Kane and Gillis concluded that the correlation between practice size and telemedicine adoption suggests that cost could be a factor. Despite plenty of effort over the last few years to encourage doctors to use telemedicine, it seems as though individual and group practices alike are not willing to invest the money in it.

This should not be surprising given the amount of resources doctors have pumped into electronic records systems. The entire medical profession has been struggling for nearly a decade with electronic record keeping; expecting them to embrace telemedicine at the same time is both unrealistic and overly optimistic.

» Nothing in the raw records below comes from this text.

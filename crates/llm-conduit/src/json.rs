//! Pluggable JSON parsing for stream payloads.
//!
//! The backend is passed to each provider at construction rather than
//! chosen per process, so two clients in one program can use different
//! parsers without affecting each other.

use std::fmt;
use std::sync::Arc;

use serde_json::Value;
use serde_json::error::Category;

/// Why a backend could not produce a value.
///
/// Only [`Syntax`](Self::Syntax) is recoverable inside a stream: the
/// dispatcher drops that frame and continues. Anything else points at
/// a bug or an environment problem and is surfaced.
#[derive(Debug, Clone, PartialEq, Eq, thiserror::Error)]
pub enum JsonError {
    /// The text is not well-formed JSON, including truncated input.
    #[error("JSON syntax error at line {line}, column {column}: {message}")]
    Syntax {
        /// Backend description of the problem.
        message: String,
        /// One-based line of the error.
        line: usize,
        /// One-based column of the error.
        column: usize,
    },
    /// The backend failed for a reason other than malformed input.
    #[error("JSON backend error: {0}")]
    Backend(String),
}

impl JsonError {
    /// `true` for malformed or truncated input.
    pub fn is_syntax(&self) -> bool {
        matches!(self, Self::Syntax { .. })
    }
}

impl From<serde_json::Error> for JsonError {
    fn from(err: serde_json::Error) -> Self {
        match err.classify() {
            Category::Syntax | Category::Eof => Self::Syntax {
                message: err.to_string(),
                line: err.line(),
                column: err.column(),
            },
            Category::Data | Category::Io => Self::Backend(err.to_string()),
        }
    }
}

/// Parses one payload into a JSON value.
pub trait JsonBackend: fmt::Debug + Send + Sync {
    /// Parses `text` as a single JSON document.
    fn parse(&self, text: &str) -> Result<Value, JsonError>;
}

/// The default backend, built on `serde_json`.
#[derive(Debug, Clone, Copy, Default)]
pub struct SerdeJson;

impl JsonBackend for SerdeJson {
    fn parse(&self, text: &str) -> Result<Value, JsonError> {
        serde_json::from_str(text).map_err(JsonError::from)
    }
}

/// A shared handle to the default backend.
pub fn default_backend() -> Arc<dyn JsonBackend> {
    Arc::new(SerdeJson)
}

Add to that a healthy amount of skepticism over the benefits of telemedicine and it’s easy to see why so few doctors are using smartphones and desktop PCs to communicate with their patients. However, it doesn’t explain why the industry isn’t using the same technology for interactions between providers.

Easier and More Efficient

One thing we know about the technologies that make telemedicine possible is that they facilitate more efficient communication across the board. For example, videoconferencing is not a tool limited just to telemedicine. The entire world uses it on a daily basis. It would seem that the technology would make it easier for physicians to communicate with other providers outside of the usual e-mail, text messages, and phone calls.

By its nature, telemedicine is supposed to make healthcare delivery easier and more efficient. It is more efficient for the private practice owner to see patients not needing critical care via telemedicine rather than having them come to the office. It is easier for a locum tenens physician to do routine visits remotely, via telemedicine, rather than traveling to a rural location for small number of office visits.

If cost truly is the biggest barrier to telemedicine, it should eventually fade away by itself. But there are other things holding doctors back, so there’s no telling what it will take to get them to embrace telemedicine. All we know right now is that only a fraction of America’s doctors are using telemedicine to interact with their patients. Hopefully that will change.